- Head coach: Baby Dalupan
- Owner: CFC Corporation

Reinforced Conference results
- Record: 14–10 (58.3%)
- Place: 2nd
- Playoff finish: Finals

All Filipino Conference results
- Record: 9–7 (56.3%)
- Place: 4th
- Playoff finish: Semifinals

Open Conference results
- Record: 13–11 (54.2%)
- Place: 3rd
- Playoff finish: Semifinals

Great Taste Coffee Makers seasons

= 1986 Great Taste Coffee Makers season =

The 1986 Great Taste Coffee Makers season was the 12th season of the franchise in the Philippine Basketball Association (PBA).

==Transactions==

| Players added | Signed | Former team |
| Fritz Gaston | Off-season | Manila Beer |
| Gerry Samlani | Magnolia |
| Rafael Sison ^{former player, re-signed} | Presto (1982) |
| Aaron Torres ^{Rookie} | N/A |
| Leopoldo Herrera | July 1986 | Manila Beer |
| Federico Lauchengco | Magnolia |
| Renato Kabigting ^{Comebacking player signed} | August 1986 | San Miguel Beer (1982) |

===Trade===
| Off-season | To Ginebra ----Chito Loyzaga | To Great Taste ----Steve Watson |

==Finals stint==

After failing to win the Grandslam in the prior year, the Great Taste Coffee Makers returned to the finals against the Tanduay Rhum Makers in the first conference of the season.
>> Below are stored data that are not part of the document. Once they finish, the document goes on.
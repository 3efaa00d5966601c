//! Frame loop errors, tagged with the stage that failed.

use frameloop_rhi::RhiError;
use thiserror::Error;

/// A fatal frame loop error.
///
/// Any of these stops the orchestrator; later frames return
/// [`FrameError::Stopped`].
#[derive(Error, Debug)]
pub enum FrameError {
    #[error("Waiting on the in-flight fence failed: {0}")]
    FenceWait(#[source] RhiError),

    #[error("Acquiring a surface image failed: {0}")]
    Acquire(#[source] RhiError),

    #[error("Resetting the in-flight fence failed: {0}")]
    Reset(#[source] RhiError),

    #[error("Recording commands failed: {0}")]
    Record(#[source] RhiError),

    #[error("Queue submission failed: {0}")]
    Submit(#[source] RhiError),

    #[error("Presentation failed: {0}")]
    Present(#[source] RhiError),

    #[error("Rebuilding the surface failed: {0}")]
    Recreate(#[source] RhiError),

    #[error("Backend reports zero frames in flight")]
    NoFrameSlots,

    /// A previous fatal error already stopped the frame loop
    #[error("Frame loop is stopped")]
    Stopped,
}

impl FrameError {
    /// Name of the failing stage, for diagnostics.
    pub fn stage(&self) -> &'static str {
        match self {
            FrameError::FenceWait(_) => "fence wait",
            FrameError::Acquire(_) => "acquire",
            FrameError::Reset(_) => "fence reset",
            FrameError::Record(_) => "record",
            FrameError::Submit(_) => "submit",
            FrameError::Present(_) => "present",
            FrameError::Recreate(_) => "recreate",
            FrameError::NoFrameSlots => "setup",
            FrameError::Stopped => "stopped",
        }
    }

    /// The underlying device error, if any.
    pub fn rhi_error(&self) -> Option<&RhiError> {
        match self {
            FrameError::FenceWait(e)
            | FrameError::Acquire(e)
            | FrameError::Reset(e)
            | FrameError::Record(e)
            | FrameError::Submit(e)
            | FrameError::Present(e)
            | FrameError::Recreate(e) => Some(e),
            FrameError::NoFrameSlots | FrameError::Stopped => None,
        }
    }

    pub fn is_device_lost(&self) -> bool {
        self.rhi_error().is_some_and(RhiError::is_device_lost)
    }
}
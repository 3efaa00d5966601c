//! Frame counters and a once-per-second throughput log.

use std::time::Duration;

use frameloop_core::Timer;
use tracing::info;

const REPORT_INTERVAL: Duration = Duration::from_secs(1);

/// Running frame counters.
#[derive(Debug, Clone)]
pub struct FrameStats {
    presented: u64,
    skipped: u64,
    recreates: u64,
    last_cpu_time: Duration,
    report_timer: Timer,
    frames_since_report: u32,
    fps: f64,
}

impl FrameStats {
    pub fn new() -> Self {
        Self {
            presented: 0,
            skipped: 0,
            recreates: 0,
            last_cpu_time: Duration::ZERO,
            report_timer: Timer::new(),
            frames_since_report: 0,
            fps: 0.0,
        }
    }

    /// Frames that reached the present call with the surface intact.
    #[inline]
    pub fn presented(&self) -> u64 {
        self.presented
    }

    /// Cycles that ended without presenting (recreate or deferred).
    #[inline]
    pub fn skipped(&self) -> u64 {
        self.skipped
    }

    /// Successful surface rebuilds.
    #[inline]
    pub fn recreates(&self) -> u64 {
        self.recreates
    }

    /// CPU time of the most recent cycle.
    #[inline]
    pub fn last_cpu_time(&self) -> Duration {
        self.last_cpu_time
    }

    /// Frames per second over the last full report window.
    #[inline]
    pub fn fps(&self) -> f64 {
        self.fps
    }

    pub(crate) fn record_presented(&mut self, cpu_time: Duration) {
        self.presented += 1;
        self.frames_since_report += 1;
        self.last_cpu_time = cpu_time;
        self.maybe_report();
    }

    pub(crate) fn record_skipped(&mut self, cpu_time: Duration) {
        self.skipped += 1;
        self.last_cpu_time = cpu_time;
    }

    pub(crate) fn record_recreate(&mut self) {
        self.recreates += 1;
    }

    fn maybe_report(&mut self) {
        let window = self.report_timer.since_tick();
        if window < REPORT_INTERVAL {
            return;
        }

        self.fps = f64::from(self.frames_since_report) / window.as_secs_f64();
        info!(
            "{:.1} fps, cpu {:.2} ms/frame, {} presented, {} skipped, {} recreates",
            self.fps,
            self.last_cpu_time.as_secs_f64() * 1000.0,
            self.presented,
            self.skipped,
            self.recreates
        );

        self.report_timer.tick();
        self.frames_since_report = 0;
    }
}

impl Default for FrameStats {
    fn default() -> Self {
        Self::new()
    }
}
Great Taste had the returning Jeff Collins, a former best import awardee who led the CFC ballclub to a title back in 1984, and Michael David Holton (the third import to arrived as Collins' partner after Mike Wilson and Gregory Jones) as their imports going up against the Tanduay pair of Rob Williams and Andre McKoy. The Coffee Makers were the odds-on favorite to win the title due to their championship experience, but the Rhum Makers were determined to end a long-drought and gave their franchise its first PBA title. Great Taste lost to Tanduay in six games in the Best-of-seven title series.

==Occurrences==
Great Taste's first choice for an import in the Open Conference, Anthony Frederick, arrived and was measured slightly over six-foot-six, the limit for one of the two imports. Sources said at least two teams refused to grant the exception, leaving the Coffee Makers with no choice but to send him back home. Frederick only saw action as a guest import for amateur club RFM-Swifts that beat Alaska Milk in the PBA-PABL exhibition series at the Rizal Coliseum a week before the start of the Third Conference.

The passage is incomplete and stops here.